▶ _Stored data entries_:
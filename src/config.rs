//! Runtime configuration: loop/retry/concurrency tunables plus
//! provider-endpoint helpers, built in the same validate-required-fields
//! builder style as the rest of the crate.

use std::collections::HashMap;
use std::env;
use std::time::Duration;

use crate::error::{Error, Result};

/// Supported local/remote OpenAI-compatible providers, with default
/// endpoints.
#[derive(Debug, Clone, Copy, PartialEq, Eq)]
pub enum Provider {
    LMStudio,
    Ollama,
    LlamaCpp,
    VLLM,
}

impl Provider {
    fn default_base_url(self) -> &'static str {
        match self {
            Provider::LMStudio => "http://localhost:1234/v1",
            Provider::Ollama => "http://localhost:11434/v1",
            Provider::LlamaCpp => "http://localhost:8080/v1",
            Provider::VLLM => "http://localhost:8000/v1",
        }
    }

    fn env_var(self) -> &'static str {
        match self {
            Provider::LMStudio => "LMSTUDIO_BASE_URL",
            Provider::Ollama => "OLLAMA_BASE_URL",
            Provider::LlamaCpp => "LLAMACPP_BASE_URL",
            Provider::VLLM => "VLLM_BASE_URL",
        }
    }
}

/// Base URL for `provider`: environment variable override, else the
/// provider default, else `fallback` if given.
pub fn get_base_url(provider: Provider, fallback: Option<&str>) -> String {
    env::var(provider.env_var())
        .ok()
        .or_else(|| fallback.map(str::to_string))
        .unwrap_or_else(|| provider.default_base_url().to_string())
}

/// Model name: `MODEL` environment variable override (if `prefer_env`),
/// else `fallback`.
pub fn get_model(fallback: &str, prefer_env: bool) -> String {
    if prefer_env {
        if let Ok(value) = env::var("MODEL") {
            return value;
        }
    }
    fallback.to_string()
}

/// Every loop/retry/concurrency/provider tunable the runtime exposes,
/// with sensible defaults.
#[derive(Debug, Clone)]
pub struct RuntimeConfig {
    pub max_iterations: u32,
    pub max_error_retries: u32,
    pub retry_delay_ms: u64,
    pub retry_backoff_factor: f64,
    pub max_retry_delay_ms: u64,
    pub doom_loop_threshold: u32,
    pub agent_id: String,
    pub max_concurrent_streams: usize,
    pub model: String,
    pub base_url: String,
    pub api_key: Option<String>,
    pub system_prompt: String,
    pub tool_timeouts: HashMap<String, Duration>,
    pub tool_concurrency: HashMap<String, usize>,
}

impl Default for RuntimeConfig {
    fn default() -> Self {
        RuntimeConfig {
            max_iterations: 100,
            max_error_retries: 3,
            retry_delay_ms: 1000,
            retry_backoff_factor: 2.0,
            max_retry_delay_ms: 30_000,
            doom_loop_threshold: 5,
            agent_id: "system".to_string(),
            max_concurrent_streams: 10,
            model: String::new(),
            base_url: String::new(),
            api_key: None,
            system_prompt: String::new(),
            tool_timeouts: HashMap::new(),
            tool_concurrency: HashMap::new(),
        }
    }
}

/// Builder for [`RuntimeConfig`], validating that `model` and `base_url`
/// are both set before handing back a usable config.
#[derive(Default)]
pub struct RuntimeConfigBuilder {
    config: RuntimeConfig,
}

impl RuntimeConfigBuilder {
    pub fn new() -> Self {
        RuntimeConfigBuilder::default()
    }

    pub fn system_prompt(mut self, prompt: impl Into<String>) -> Self {
        self.config.system_prompt = prompt.into();
        self
    }

    pub fn model(mut self, model: impl Into<String>) -> Self {
        self.config.model = model.into();
        self
    }

    pub fn base_url(mut self, base_url: impl Into<String>) -> Self {
        self.config.base_url = base_url.into();
        self
    }

    pub fn api_key(mut self, api_key: impl Into<String>) -> Self {
        self.config.api_key = Some(api_key.into());
        self
    }

    pub fn agent_id(mut self, agent_id: impl Into<String>) -> Self {
        self.config.agent_id = agent_id.into();
        self
    }

    pub fn max_iterations(mut self, value: u32) -> Self {
        self.config.max_iterations = value;
        self
    }

    pub fn max_error_retries(mut self, value: u32) -> Self {
        self.config.max_error_retries = value;
        self
    }

    pub fn doom_loop_threshold(mut self, value: u32) -> Self {
        self.config.doom_loop_threshold = value;
        self
    }

    pub fn max_concurrent_streams(mut self, value: usize) -> Self {
        self.config.max_concurrent_streams = value;
        self
    }

    pub fn build(self) -> Result<RuntimeConfig> {
        if self.config.model.is_empty() {
            return Err(Error::config("model is required"));
        }
        if self.config.base_url.is_empty() {
            return Err(Error::config("base_url is required"));
        }
        Ok(self.config)
    }
}

#[cfg(test)]
mod tests {
    use super::*;

    #[test]
    fn defaults_match_documented_values() {
        let config = RuntimeConfig::default();
        assert_eq!(config.max_iterations, 100);
        assert_eq!(config.max_error_retries, 3);
        assert_eq!(config.retry_delay_ms, 1000);
        assert_eq!(config.retry_backoff_factor, 2.0);
        assert_eq!(config.max_retry_delay_ms, 30_000);
        assert_eq!(config.doom_loop_threshold, 5);
        assert_eq!(config.agent_id, "system");
        assert_eq!(config.max_concurrent_streams, 10);
    }

    #[test]
    fn builder_requires_model_and_base_url() {
        let result = RuntimeConfigBuilder::new().build();
        assert!(result.is_err());

        let result = RuntimeConfigBuilder::new().model("m").build();
        assert!(result.is_err());

        let result = RuntimeConfigBuilder::new().model("m").base_url("http://x").build();
        assert!(result.is_ok());
    }

    #[test]
    fn get_base_url_falls_back_to_provider_default() {
        // SAFETY: test-only env mutation scoped to this single-threaded check.
        unsafe {
            env::remove_var(Provider::LMStudio.env_var());
        }
        assert_eq!(get_base_url(Provider::LMStudio, None), "http://localhost:1234/v1");
    }
}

▶ _Work to be completed_: Take the lines above from the one containing "a usable config." down to the one containing "pub fn model(mut", and transcribe them exactly, both ends included.

▶ _Finished task_:
/// are both set before handing back a usable config.
#[derive(Default)]
pub struct RuntimeConfigBuilder {
    config: RuntimeConfig,
}

impl RuntimeConfigBuilder {
    pub fn new() -> Self {
        RuntimeConfigBuilder::default()
    }

    pub fn system_prompt(mut self, prompt: impl Into<String>) -> Self {
        self.config.system_prompt = prompt.into();
        self
    }

    pub fn model(mut self, model: impl Into<String>) -> Self {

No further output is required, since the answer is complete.